** INPUT **
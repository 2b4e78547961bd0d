#[derive(thiserror::Error, Debug)]
pub enum Error {
    #[error("request failed: {0}")]
    Http(#[from] reqwest::Error),

    #[error("server answered {status}: {message}")]
    Status { status: u16, message: String },

    /// The server accepted the request but refused it (`success: false`).
    #[error("{0}")]
    Rejected(String),

    #[error("{0}")]
    NotFound(String),

    #[error("{0}")]
    Invalid(String),

    #[error("not signed in")]
    NotAuthenticated,

    #[error("session storage: {0}")]
    Storage(#[from] std::io::Error),

    #[error(transparent)]
    Json(#[from] serde_json::Error),

    #[error("configuration: {0}")]
    Config(#[from] envy::Error),
}

impl Error {
    pub fn is_not_found(&self) -> bool {
        matches!(self, Error::NotFound(_) | Error::Status { status: 404, .. })
    }
}

pub type Result<T, E = Error> = std::result::Result<T, E>;
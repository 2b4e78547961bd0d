use aide::operation::OperationIo;
use aide::OperationOutput;
use axum::response::IntoResponse;
use axum_macros::{FromRequest, FromRequestParts};
use serde::Serialize;

pub use aide;
pub use aide::openapi::OpenApi;

#[derive(FromRequest, OperationIo)]
#[from_request(via(axum::Json), rejection(crate::Error))]
#[aide(input_with = "axum::Json<T>", output_with = "axum::Json<T>", json_schema)]
pub struct Json<T>(pub T);

impl<T> IntoResponse for Json<T>
where
    T: Serialize,
{
    fn into_response(self) -> axum::response::Response {
        axum::Json(self.0).into_response()
    }
}

#[derive(FromRequestParts, OperationIo)]
#[from_request(via(axum::extract::Path), rejection(crate::Error))]
#[aide(input_with = "axum::extract::Path<T>", output_with = "axum::Json<T>", json_schema)]
pub struct Path<T>(pub T);

impl OperationOutput for crate::Error {
    type Inner = crate::errors::ErrorResponse;
}
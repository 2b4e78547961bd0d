mod migrations;

pub use rusqlite;
pub use tokio_rusqlite;
use tokio_rusqlite::Connection;

use crate::config::config;

use migrations::MIGRATIONS;

pub type Result<T> = std::result::Result<T, Error>;

#[derive(thiserror::Error, Debug)]
pub enum Error {
    #[error("not_found")]
    NotFound(String),
    #[error(transparent)]
    TokioRusqlite(tokio_rusqlite::Error),
    #[error(transparent)]
    Rusqlite(rusqlite::Error),
    #[error(transparent)]
    Migration(#[from] rusqlite_migration::Error),
}

impl Error {
    pub fn not_found_message(self, message: impl Into<String>) -> Self {
        if matches!(self, Self::NotFound(_)) {
            return Self::NotFound(message.into());
        }
        self
    }

    /// Whether the statement was rejected by a `UNIQUE` constraint.
    pub fn is_unique_violation(&self) -> bool {
        let error = match self {
            Self::TokioRusqlite(tokio_rusqlite::Error::Rusqlite(error)) | Self::Rusqlite(error) => error,
            _ => return false,
        };
        matches!(
            error,
            rusqlite::Error::SqliteFailure(
                rusqlite::ffi::Error {
                    extended_code: rusqlite::ffi::SQLITE_CONSTRAINT_UNIQUE,
                    ..
                },
                _
            )
        )
    }
}

impl From<tokio_rusqlite::Error> for Error {
    fn from(error: tokio_rusqlite::Error) -> Self {
        match error {
            tokio_rusqlite::Error::Rusqlite(rusqlite::Error::QueryReturnedNoRows) => Self::NotFound("Not found".into()),
            error => Self::TokioRusqlite(error),
        }
    }
}

impl From<rusqlite::Error> for Error {
    fn from(error: rusqlite::Error) -> Self {
        match error {
            rusqlite::Error::QueryReturnedNoRows => Self::NotFound("Not found".into()),
            error => Self::Rusqlite(error),
        }
    }
}

pub type DB = Connection;

pub async fn init_db() -> Result<DB> {
    let conn = tokio_rusqlite::Connection::open(&config().database_url).await?;

    conn.call(|conn| {
        conn.pragma_update(None, "journal_mode", "WAL")?;
        conn.pragma_update(None, "foreign_keys", "ON")?;

        MIGRATIONS
            .to_latest(conn)
            .map_err(|e| tokio_rusqlite::Error::Other(e.into()))?;

        Ok(())
    })
    .await?;

    tracing::debug!("database ready at {}", config().database_url);

    Ok(conn)
}

#[cfg(test)]
pub async fn init_test_db() -> Result<DB> {
    let conn = tokio_rusqlite::Connection::open_in_memory().await?;

    conn.call(|conn| {
        conn.pragma_update(None, "foreign_keys", "ON")?;

        MIGRATIONS
            .to_latest(conn)
            .map_err(|e| tokio_rusqlite::Error::Other(e.into()))?;

        Ok(())
    })
    .await?;

    Ok(conn)
}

** WHAT IS REQUIRED **
Scan the material above. Copy each line that holds the word "false".

** SOLUTION TO THIS PROBLEM **
    /// The server accepted the request but refused it (`success: false`).
            _ => return false,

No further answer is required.